A Igreja também não fecha os olhos diante do perigo do fanatismo, ou fundamentalismo, daqueles que, em nome de uma ideologia que se pretende científica ou religiosa, defendem poder impor aos outros homens a sua concepção da verdade e do bem. Não é deste tipo a verdade cristã. Não sendo ideológica, a fé cristã não presume encarcerar num esquema rígido a variável realidade sócio- política e reconhece que a vida do homem se realiza na história, em condições diversas e não perfeitas. A Igreja, portanto, reafirmando constantemente a dignidade transcendente da pessoa, tem, por método, o respeito da liberdade. (Centesimus Annus, n. 46)

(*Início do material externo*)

//! 計装エンジン（照合アルゴリズム）
//!
//! 望まれる論理状態と物理的に取り付け済みの計装を一致させます。
//! 照合は種別ごとに分岐し、失敗はすべてログに落として決して送出
//! しません。計装の劣化は許容し、ホストプログラム本来の動作は
//! 決して妨げない、が原則です。

use crate::activation::{is_active, with_guard};
use crate::config::{EnabledSpec, TargetConfig, TargetKind};
use crate::interceptor;
use crate::logger::LogLevel;
use crate::registry::RegistryState;
use debrief_host::{HostError, Value};
use std::rc::Rc;

/// 計装エンジン
pub struct Engine {
    state: Rc<RegistryState>,
}

impl Engine {
    pub(crate) fn new(state: Rc<RegistryState>) -> Self {
        Self { state }
    }

    /// 1ターゲットを照合する
    ///
    /// 未登録IDは何もしません。照合中のホスト失敗（未束縛エンティティ、
    /// 取り付け・取り外しの失敗）はログに記録され、設定は保持されます。
    /// 自動再試行はなく、後から手動の `refresh_all` で回復できます。
    pub(crate) fn reconcile(&self, id: &str) {
        let config = match self.state.config(id) {
            Some(config) => config,
            None => return,
        };
        match config.kind {
            TargetKind::Call => self.reconcile_call(&config),
            TargetKind::Variable => self.reconcile_variable(&config),
            TargetKind::Event => self.reconcile_event(&config),
        }
    }

    /// 呼び出しターゲットの照合
    ///
    /// 物理的な取り付けの判定は粗いゲート
    /// 「グローバルスイッチ ∧（enabled が述語 ∨ enabled が真）」で行います。
    /// 細かい判定は取り付けたラッパが呼び出しごとにやり直します。
    fn reconcile_call(&self, config: &TargetConfig) {
        let state = &self.state;
        let id = &config.target;

        let desired = state.global_enabled()
            && match &config.enabled {
                // 述語は評価コストを呼び出し時に回し、ここでは常に取り付ける
                EnabledSpec::Predicate(_) => true,
                EnabledSpec::Literal(b) => *b,
            };
        let installed = state.call_handle(id).is_some();

        if desired && !installed {
            let wrapper = interceptor::build_call_wrapper(state, id);
            match state.host().install_interceptor(id, wrapper) {
                Ok(handle) => state.set_call_handle(id, handle),
                Err(HostError::EntityMissing(_)) => state.log_plain(
                    LogLevel::Warn,
                    Some(id),
                    "target is not bound in the host; reconcile skipped",
                ),
                Err(err) => state.log_plain(
                    LogLevel::Warn,
                    Some(id),
                    &format!("interceptor install failed: {}", err),
                ),
            }
        } else if !desired && installed {
            if let Some(handle) = state.take_call_handle(id) {
                if let Err(err) = state.host().remove_interceptor(&handle) {
                    // 論理状態と物理状態の不整合は許容し、ログで可視化する
                    state.log_plain(
                        LogLevel::Warn,
                        Some(id),
                        &format!("interceptor detach failed: {}", err),
                    );
                }
            }
        }
    }

    /// 変数ターゲットの照合
    ///
    /// アクティブ遷移：元値を冪等に捕獲してからアクティブ値を設定し、
    /// 必要ならオブザーバを取り付けます。非アクティブ遷移：捕獲済みの
    /// 元値が常に優先して正確に復元され、無ければ `values` の非アクティブ側、
    /// それも無ければ真偽値変数のみ `false` に落とします。真偽値でもなく
    /// `values` も無い場合は値に触れません（文書化済みの挙動）。
    fn reconcile_variable(&self, config: &TargetConfig) {
        let state = &self.state;
        let id = &config.target;

        if is_active(state.global_enabled(), config) {
            let current = match state.host().read_var(id) {
                Ok(value) => value,
                Err(err) => {
                    state.log_plain(
                        LogLevel::Warn,
                        Some(id),
                        &format!("variable reconcile skipped: {}", err),
                    );
                    return;
                }
            };

            // 捕獲は冪等：既に捕獲済みの間は決して上書きしない
            state.capture_original(id, &current);

            // 既に目標値なら書き込まない。アクティブなまま再照合しても
            // オブザーバへ無変更の通知が流れないようにするため。
            if let Some((active_value, _)) = &config.values {
                let value = with_guard(|| active_value.resolve());
                if value != current {
                    self.write_logged(id, value);
                }
            } else if current.is_bool() && current != Value::Bool(true) {
                self.write_logged(id, Value::Bool(true));
            }
            // values が無く真偽値でもない変数は値をそのまま残す

            self.reconcile_observer(config, true);
        } else {
            // 復元書き込みを自分自身へ通知しないよう、先にオブザーバを外す
            self.reconcile_observer(config, false);

            if let Some(original) = state.take_original(id) {
                // 本物の捕獲値は values の非アクティブ側より優先される
                self.write_logged(id, original);
            } else if let Some((_, inactive_value)) = &config.values {
                let value = with_guard(|| inactive_value.resolve());
                self.write_logged(id, value);
            } else {
                match state.host().read_var(id) {
                    Ok(value) if value.is_bool() => self.write_logged(id, Value::Bool(false)),
                    // 真偽値でなく values も無ければ触れない
                    Ok(_) => {}
                    Err(err) => state.log_plain(
                        LogLevel::Warn,
                        Some(id),
                        &format!("variable reconcile skipped: {}", err),
                    ),
                }
            }
        }
    }

    /// 変数への書き込み（失敗はログのみ）
    fn write_logged(&self, id: &str, value: Value) {
        if let Err(err) = self.state.host().write_var(id, value) {
            self.state.log_plain(
                LogLevel::Warn,
                Some(id),
                &format!("variable write failed: {}", err),
            );
        }
    }

    /// 変更オブザーバの取り付け状態を望まれる状態に合わせる
    ///
    /// `watch` と `break_on_change` のどちらかが立っていれば、アクティブな
    /// 間だけオブザーバを取り付けます。
    fn reconcile_observer(&self, config: &TargetConfig, active: bool) {
        let state = &self.state;
        let id = &config.target;

        let desired = active && (config.watch || config.break_on_change);
        let attached = state.watch_handle(id).is_some();

        if desired && !attached {
            let observer = interceptor::build_variable_observer(state, id);
            match state.host().add_observer(id, observer) {
                Ok(handle) => state.set_watch_handle(id, handle),
                Err(err) => state.log_plain(
                    LogLevel::Warn,
                    Some(id),
                    &format!("observer attach failed: {}", err),
                ),
            }
        } else if !desired && attached {
            if let Some(handle) = state.take_watch_handle(id) {
                if let Err(err) = state.host().remove_observer(&handle) {
                    state.log_plain(
                        LogLevel::Warn,
                        Some(id),
                        &format!("observer detach failed: {}", err),
                    );
                }
            }
        }
    }

    /// イベントターゲットの照合
    ///
    /// 監視集合への出し入れを行い、共有ディスパッチインターセプタの
    /// 取り付け状態を同期します。
    fn reconcile_event(&self, config: &TargetConfig) {
        let id = &config.target;
        if is_active(self.state.global_enabled(), config) {
            self.state.monitored_insert(id);
        } else {
            self.state.monitored_remove(id);
        }
        self.sync_dispatch();
    }

    /// 共有ディスパッチインターセプタの取り付け状態を再評価する
    ///
    /// 「フック監視の全体有効 ∧ 監視集合が空でない」ときに限り
    /// 取り付けられます。
    pub(crate) fn sync_dispatch(&self) {
        let state = &self.state;
        let desired = state.hook_monitoring() && !state.monitored_is_empty();
        let installed = state.host().has_dispatch_interceptor();

        if desired && !installed {
            state
                .host()
                .install_dispatch_interceptor(interceptor::build_dispatch_interceptor(state));
        } else if !desired && installed {
            state.host().remove_dispatch_interceptor();
        }
    }
}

A democracia não pode existir sem um partilhado empenho por certas verdades morais sobre a pessoa e a comunidade humana. A questão fundamental para uma sociedade democrática é: “Como deveríamos viver juntos?”. Ao procurar uma resposta para esta pergunta, a sociedade pode excluir a verdade e o raciocínio morais? Certamente é importante para ... as verdades morais que consentem a liberdade, sejam transmitidas a cada nova geração. E preciso que cada geração ... saiba que a liberdade não consiste em fazer o que apraz, mas em ter o direito de fazer o que se deve. Cristo pede-nos que guardemos a verdade porque, como nos prometeu: “conhecereis a verdade e a verdade libertar-vos-á”(Jo 8, 32). Devemos guardar a verdade, que é a condição para a liberdade autêntica, a verdade que consente à liberdade realizar- se na bondade. Devemos guardar o depósito da verdade divina que nos foi transmitido na Igreja, sobretudo à luz dos desafios apresentados por uma cultura materialista e por uma mentalidade permissiva, que reduz a liberdade à licenciosidade. (João Paulo II, Homilia em Baltimor, n. 7-8)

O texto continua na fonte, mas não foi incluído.